Input data below:
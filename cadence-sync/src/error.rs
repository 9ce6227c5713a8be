//! Error types for cadence-sync.

use std::fmt;
use std::path::PathBuf;
use std::time::Duration;

use thiserror::Error;

use cadence_core::OrchestratorError;
use cadence_renderer::RenderError;

/// Where in a reconciliation cycle a failure happened.
#[derive(Debug, Clone, Copy, PartialEq, Eq)]
pub enum Stage {
    /// Listing applications from the orchestrator. Nothing was mutated.
    Fetch,
    /// Rendering, validating or promoting the artifact. The previous
    /// artifact is still on disk.
    Write,
    /// Running the reload action. The new artifact stays written.
    Reload,
}

impl fmt::Display for Stage {
    fn fmt(&self, f: &mut fmt::Formatter<'_>) -> fmt::Result {
        match self {
            Stage::Fetch => f.write_str("fetch"),
            Stage::Write => f.write_str("write"),
            Stage::Reload => f.write_str("reload"),
        }
    }
}

/// All errors that can arise from a reconciliation cycle.
#[derive(Debug, Error)]
pub enum SyncError {
    #[error("fetch failed: {0}")]
    Fetch(#[from] OrchestratorError),

    #[error("render error: {0}")]
    Render(#[from] RenderError),

    /// An I/O error, with annotated path for context.
    #[error("I/O error at {path}: {source}")]
    Io {
        path: PathBuf,
        #[source]
        source: std::io::Error,
    },

    /// The validate command rejected the candidate artifact.
    #[error("validation `{command}` failed ({}): {stderr}", exit_label(.status))]
    Validation {
        command: String,
        status: Option<i32>,
        stderr: String,
    },

    #[error("reload `{command}` failed ({}): {stderr}", exit_label(.status))]
    Reload {
        command: String,
        status: Option<i32>,
        stderr: String,
    },

    /// The command could not be started at all.
    #[error("could not run `{command}` during {stage}: {source}")]
    Spawn {
        stage: Stage,
        command: String,
        #[source]
        source: std::io::Error,
    },

    #[error("{stage} timed out after {after:?}")]
    Timeout { stage: Stage, after: Duration },
}

impl SyncError {
    pub fn stage(&self) -> Stage {
        match self {
            SyncError::Fetch(_) => Stage::Fetch,
            SyncError::Render(_) | SyncError::Io { .. } | SyncError::Validation { .. } => {
                Stage::Write
            }
            SyncError::Reload { .. } => Stage::Reload,
            SyncError::Spawn { stage, .. } | SyncError::Timeout { stage, .. } => *stage,
        }
    }
}

fn exit_label(status: &Option<i32>) -> String {
    match status {
        Some(code) => format!("exit status {code}"),
        None => "terminated by signal".to_string(),
    }
}

/// Convenience constructor for [`SyncError::Io`].
pub(crate) fn io_err(path: impl Into<PathBuf>, source: std::io::Error) -> SyncError {
    SyncError::Io {
        path: path.into(),
        source,
    }
}
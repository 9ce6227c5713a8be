//! The reconciliation cycle shared by the CLI and the daemon.
//!
//! One cycle: build snapshot, render, write if changed, reload if written.
//! The first failing stage records its error in [`StatusTracker`] and ends
//! the cycle; a fully successful cycle clears any previous error.

use std::path::{Path, PathBuf};
use std::sync::Arc;
use std::time::{Duration, Instant};

use chrono::Utc;

use cadence_core::{Config, Orchestrator, Snapshot, SnapshotHandle, StatusTracker};
use cadence_renderer::Renderer;

use crate::command::CommandSpec;
use crate::diff::{diff_artifact, ArtifactDiff};
use crate::error::SyncError;
use crate::reload::{CommandReloader, Reloader};
use crate::snapshot;
use crate::writer::{write_artifact, WriteResult};

/// Where the artifact goes and how long each stage may take.
#[derive(Debug, Clone)]
pub struct ReconcilerSettings {
    pub output: PathBuf,
    pub validate: Option<CommandSpec>,
    pub fetch_timeout: Duration,
}

impl ReconcilerSettings {
    pub fn from_config(config: &Config) -> Self {
        Self {
            output: config.nginx.output.clone(),
            validate: config
                .nginx
                .validate_command
                .clone()
                .map(|argv| CommandSpec::new(argv, config.nginx.reload_timeout())),
            fetch_timeout: config.marathon.request_timeout(),
        }
    }
}

/// Summary of a successful cycle.
#[derive(Debug, Clone, PartialEq, Eq)]
pub struct CycleReport {
    pub groups: usize,
    pub instances: usize,
    pub write: WriteResult,
    pub reloaded: bool,
    pub duration_ms: u128,
}

/// Owns everything one cycle needs. Cycles must not overlap; the daemon's
/// scheduler is the only caller in a long-running process.
pub struct Reconciler {
    orchestrator: Arc<dyn Orchestrator>,
    renderer: Renderer,
    reloader: Arc<dyn Reloader>,
    settings: ReconcilerSettings,
    status: StatusTracker,
    snapshot: SnapshotHandle,
}

impl Reconciler {
    pub fn new(
        orchestrator: Arc<dyn Orchestrator>,
        renderer: Renderer,
        reloader: Arc<dyn Reloader>,
        settings: ReconcilerSettings,
    ) -> Self {
        Self {
            orchestrator,
            renderer,
            reloader,
            settings,
            status: StatusTracker::new(),
            snapshot: SnapshotHandle::new(),
        }
    }

    /// Wire up the embedded or configured template and the command reloader.
    pub fn from_config(
        config: &Config,
        orchestrator: Arc<dyn Orchestrator>,
    ) -> Result<Self, SyncError> {
        let renderer = Renderer::from_optional(config.nginx.template.as_deref())?;
        let reloader = Arc::new(CommandReloader::from_config(&config.nginx));
        Ok(Self::new(
            orchestrator,
            renderer,
            reloader,
            ReconcilerSettings::from_config(config),
        ))
    }

    pub fn status(&self) -> &StatusTracker {
        &self.status
    }

    pub fn snapshot(&self) -> &SnapshotHandle {
        &self.snapshot
    }

    pub fn output(&self) -> &Path {
        &self.settings.output
    }

    /// Run one full cycle and record its outcome in the status register.
    ///
    /// In dry-run mode nothing is written and the reload never runs.
    pub async fn run_cycle(&self, dry_run: bool) -> Result<CycleReport, SyncError> {
        let started = Instant::now();
        self.status.begin_cycle();
        match self.reconcile(dry_run, started).await {
            Ok(report) => {
                self.status.clear_error();
                tracing::info!(
                    "cycle ok: {} groups, {} instances, changed={}, reloaded={}, {}ms",
                    report.groups,
                    report.instances,
                    report.write.changed(),
                    report.reloaded,
                    report.duration_ms
                );
                Ok(report)
            }
            Err(err) => {
                self.status.set_error(&err);
                tracing::error!("cycle failed at {} stage: {}", err.stage(), err);
                Err(err)
            }
        }
    }

    async fn reconcile(&self, dry_run: bool, started: Instant) -> Result<CycleReport, SyncError> {
        let snapshot = snapshot::build(
            self.orchestrator.as_ref(),
            self.settings.fetch_timeout,
            &self.status,
        )
        .await?;
        let groups = snapshot.group_count();
        let instances = snapshot.instance_count();

        let rendered = self.renderer.render(&snapshot)?;
        self.snapshot.replace(snapshot);

        let write = write_artifact(
            &self.settings.output,
            &rendered,
            self.settings.validate.as_ref(),
            dry_run,
        )
        .await?;
        if !dry_run {
            self.status.record_artifact(write.digest());
        }

        let reloaded = if write.changed() {
            self.reloader.reload().await?;
            self.status.record_reload(Utc::now());
            true
        } else {
            false
        };

        Ok(CycleReport {
            groups,
            instances,
            write,
            reloaded,
            duration_ms: started.elapsed().as_millis(),
        })
    }

    /// Build and render without touching disk or status.
    pub async fn render_current(&self) -> Result<(Snapshot, String), SyncError> {
        let snapshot = snapshot::build(
            self.orchestrator.as_ref(),
            self.settings.fetch_timeout,
            &StatusTracker::new(),
        )
        .await?;
        let rendered = self.renderer.render(&snapshot)?;
        Ok((snapshot, rendered))
    }

    /// Diff the configuration the next cycle would write against disk.
    pub async fn diff(&self) -> Result<Option<ArtifactDiff>, SyncError> {
        let (_, rendered) = self.render_current().await?;
        diff_artifact(&self.settings.output, &rendered)
    }
}
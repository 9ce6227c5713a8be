pub mod check_config;
pub mod daemon;
pub mod diff;
pub mod sync;

use std::path::{Path, PathBuf};
use std::sync::Arc;

use anyhow::{Context, Result};

use cadence_core::{config, Config, Orchestrator};
use cadence_marathon::MarathonClient;
use cadence_sync::Reconciler;

/// Home directory plus the loaded configuration.
pub(crate) fn load(config_path: Option<&Path>) -> Result<(PathBuf, Config)> {
    let home = dirs::home_dir().context("could not determine home directory")?;
    let path = config_path
        .map(Path::to_path_buf)
        .unwrap_or_else(|| config::config_path_at(&home));
    let config = config::load_from(&path)
        .with_context(|| format!("failed to load config {}", path.display()))?;
    Ok((home, config))
}

/// Reconciler wired to the configured Marathon endpoint.
pub(crate) fn reconciler(config: &Config) -> Result<Reconciler> {
    let client = MarathonClient::new(&config.marathon).context("failed to build Marathon client")?;
    let orchestrator: Arc<dyn Orchestrator> = Arc::new(client);
    Reconciler::from_config(config, orchestrator).context("failed to load template")
}

pub(crate) fn runtime() -> Result<tokio::runtime::Runtime> {
    tokio::runtime::Builder::new_multi_thread()
        .enable_all()
        .build()
        .context("failed to start async runtime")
}
//! Domain types for cadence.
//!
//! Two layers live here:
//! - the orchestrator wire model ([`Application`], [`Task`], [`HealthCheckResult`]),
//!   deserialized straight from Marathon's `/v2/apps?embed=apps.tasks` payload;
//! - the snapshot model ([`WorkloadGroup`], [`Instance`], [`Snapshot`]) that
//!   templates render from.
//!
//! Snapshot collections are `BTreeMap`s so that rendering is deterministic.

use std::collections::BTreeMap;
use std::fmt;

use serde::{Deserialize, Serialize};
use serde_json::Value;

// ---------------------------------------------------------------------------
// Newtypes
// ---------------------------------------------------------------------------

/// Flattened application identifier, safe to use as a template token.
///
/// `/products/stores/someservice` becomes `products-stores-someservice`.
#[derive(Debug, Clone, PartialEq, Eq, PartialOrd, Ord, Hash, Serialize, Deserialize)]
#[serde(transparent)]
pub struct AppId(pub String);

impl AppId {
    /// Separator used by the orchestrator for hierarchical ids.
    pub const SEPARATOR: char = '/';
    /// Character that replaces every separator in the flattened token.
    pub const JOIN: char = '-';

    /// Flatten a raw orchestrator id: strip one leading separator, then
    /// replace every remaining separator with [`AppId::JOIN`].
    pub fn flatten(raw: &str) -> Self {
        let trimmed = raw.strip_prefix(Self::SEPARATOR).unwrap_or(raw);
        Self(trimmed.replace(Self::SEPARATOR, &Self::JOIN.to_string()))
    }

    pub fn as_str(&self) -> &str {
        &self.0
    }
}

impl fmt::Display for AppId {
    fn fmt(&self, f: &mut fmt::Formatter<'_>) -> fmt::Result {
        self.0.fmt(f)
    }
}

impl From<String> for AppId {
    fn from(s: String) -> Self {
        Self(s)
    }
}

impl From<&str> for AppId {
    fn from(s: &str) -> Self {
        Self(s.to_owned())
    }
}

// ---------------------------------------------------------------------------
// Orchestrator wire model
// ---------------------------------------------------------------------------

/// Envelope returned by `GET /v2/apps`.
#[derive(Debug, Clone, PartialEq, Serialize, Deserialize, Default)]
pub struct AppsResponse {
    #[serde(default)]
    pub apps: Vec<Application>,
}

/// One orchestrator-managed application with its embedded tasks.
#[derive(Debug, Clone, PartialEq, Serialize, Deserialize, Default)]
#[serde(rename_all = "camelCase")]
pub struct Application {
    /// Raw hierarchical id, e.g. `/products/stores/someservice`.
    pub id: String,
    /// Environment values. Marathon allows secret references (objects) here,
    /// so values stay untyped on the wire.
    #[serde(default)]
    pub env: BTreeMap<String, Value>,
    #[serde(default)]
    pub labels: BTreeMap<String, String>,
    /// Declared health checks. Only their presence matters for eligibility.
    #[serde(default)]
    pub health_checks: Vec<Value>,
    #[serde(default)]
    pub tasks: Vec<Task>,
}

impl Application {
    pub fn declares_health_checks(&self) -> bool {
        !self.health_checks.is_empty()
    }
}

/// One running task of an [`Application`].
#[derive(Debug, Clone, PartialEq, Eq, Serialize, Deserialize, Default)]
#[serde(rename_all = "camelCase")]
pub struct Task {
    pub id: String,
    #[serde(default)]
    pub app_id: String,
    #[serde(default)]
    pub host: String,
    #[serde(default)]
    pub ports: Vec<u16>,
    #[serde(default)]
    pub service_ports: Vec<u16>,
    #[serde(default, skip_serializing_if = "Option::is_none")]
    pub staged_at: Option<String>,
    #[serde(default, skip_serializing_if = "Option::is_none")]
    pub started_at: Option<String>,
    #[serde(default, skip_serializing_if = "Option::is_none")]
    pub version: Option<String>,
    #[serde(default)]
    pub health_check_results: Vec<HealthCheckResult>,
}

/// A single recorded health-check outcome for a task.
#[derive(Debug, Clone, PartialEq, Eq, Serialize, Deserialize, Default)]
#[serde(rename_all = "camelCase")]
pub struct HealthCheckResult {
    pub alive: bool,
    #[serde(default, skip_serializing_if = "Option::is_none")]
    pub consecutive_failures: Option<u32>,
    #[serde(default, skip_serializing_if = "Option::is_none")]
    pub last_success: Option<String>,
    #[serde(default, skip_serializing_if = "Option::is_none")]
    pub last_failure: Option<String>,
}

// ---------------------------------------------------------------------------
// Snapshot model
// ---------------------------------------------------------------------------

/// A serviceable instance, as templates see it.
#[derive(Debug, Clone, PartialEq, Eq, Serialize, Deserialize)]
pub struct Instance {
    pub id: String,
    pub host: String,
    pub ports: Vec<u16>,
    pub service_ports: Vec<u16>,
    #[serde(skip_serializing_if = "Option::is_none")]
    pub staged_at: Option<String>,
    #[serde(skip_serializing_if = "Option::is_none")]
    pub started_at: Option<String>,
    #[serde(skip_serializing_if = "Option::is_none")]
    pub version: Option<String>,
}

impl From<&Task> for Instance {
    fn from(task: &Task) -> Self {
        Self {
            id: task.id.clone(),
            host: task.host.clone(),
            ports: task.ports.clone(),
            service_ports: task.service_ports.clone(),
            staged_at: task.staged_at.clone(),
            started_at: task.started_at.clone(),
            version: task.version.clone(),
        }
    }
}

/// An application with at least one serviceable instance.
#[derive(Debug, Clone, PartialEq, Eq, Serialize, Deserialize)]
pub struct WorkloadGroup {
    pub id: AppId,
    pub env: BTreeMap<String, String>,
    pub labels: BTreeMap<String, String>,
    pub instances: Vec<Instance>,
}

/// Complete point-in-time model of every serviceable workload group.
///
/// Built from scratch on every reconciliation; never patched in place.
#[derive(Debug, Clone, PartialEq, Eq, Serialize, Deserialize, Default)]
pub struct Snapshot {
    pub groups: BTreeMap<AppId, WorkloadGroup>,
}

impl Snapshot {
    pub fn get(&self, id: &AppId) -> Option<&WorkloadGroup> {
        self.groups.get(id)
    }

    pub fn contains(&self, id: &AppId) -> bool {
        self.groups.contains_key(id)
    }

    pub fn is_empty(&self) -> bool {
        self.groups.is_empty()
    }

    pub fn group_count(&self) -> usize {
        self.groups.len()
    }

    pub fn instance_count(&self) -> usize {
        self.groups.values().map(|g| g.instances.len()).sum()
    }
}

// ---------------------------------------------------------------------------
// Tests
// ---------------------------------------------------------------------------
End of Input data.
Only the lines from the beginning of the data above through the line containing "#[derive(Debug, Error)]" should be repeated, exactly as they appear.

Result of this task:
filename cadence-sync/src/error.rs
repository 9ce6227c5713a8be
//! Error types for cadence-sync.

use std::fmt;
use std::path::PathBuf;
use std::time::Duration;

use thiserror::Error;

use cadence_core::OrchestratorError;
use cadence_renderer::RenderError;

/// Where in a reconciliation cycle a failure happened.
#[derive(Debug, Clone, Copy, PartialEq, Eq)]
pub enum Stage {
    /// Listing applications from the orchestrator. Nothing was mutated.
    Fetch,
    /// Rendering, validating or promoting the artifact. The previous
    /// artifact is still on disk.
    Write,
    /// Running the reload action. The new artifact stays written.
    Reload,
}

impl fmt::Display for Stage {
    fn fmt(&self, f: &mut fmt::Formatter<'_>) -> fmt::Result {
        match self {
            Stage::Fetch => f.write_str("fetch"),
            Stage::Write => f.write_str("write"),
            Stage::Reload => f.write_str("reload"),
        }
    }
}

/// All errors that can arise from a reconciliation cycle.
#[derive(Debug, Error)]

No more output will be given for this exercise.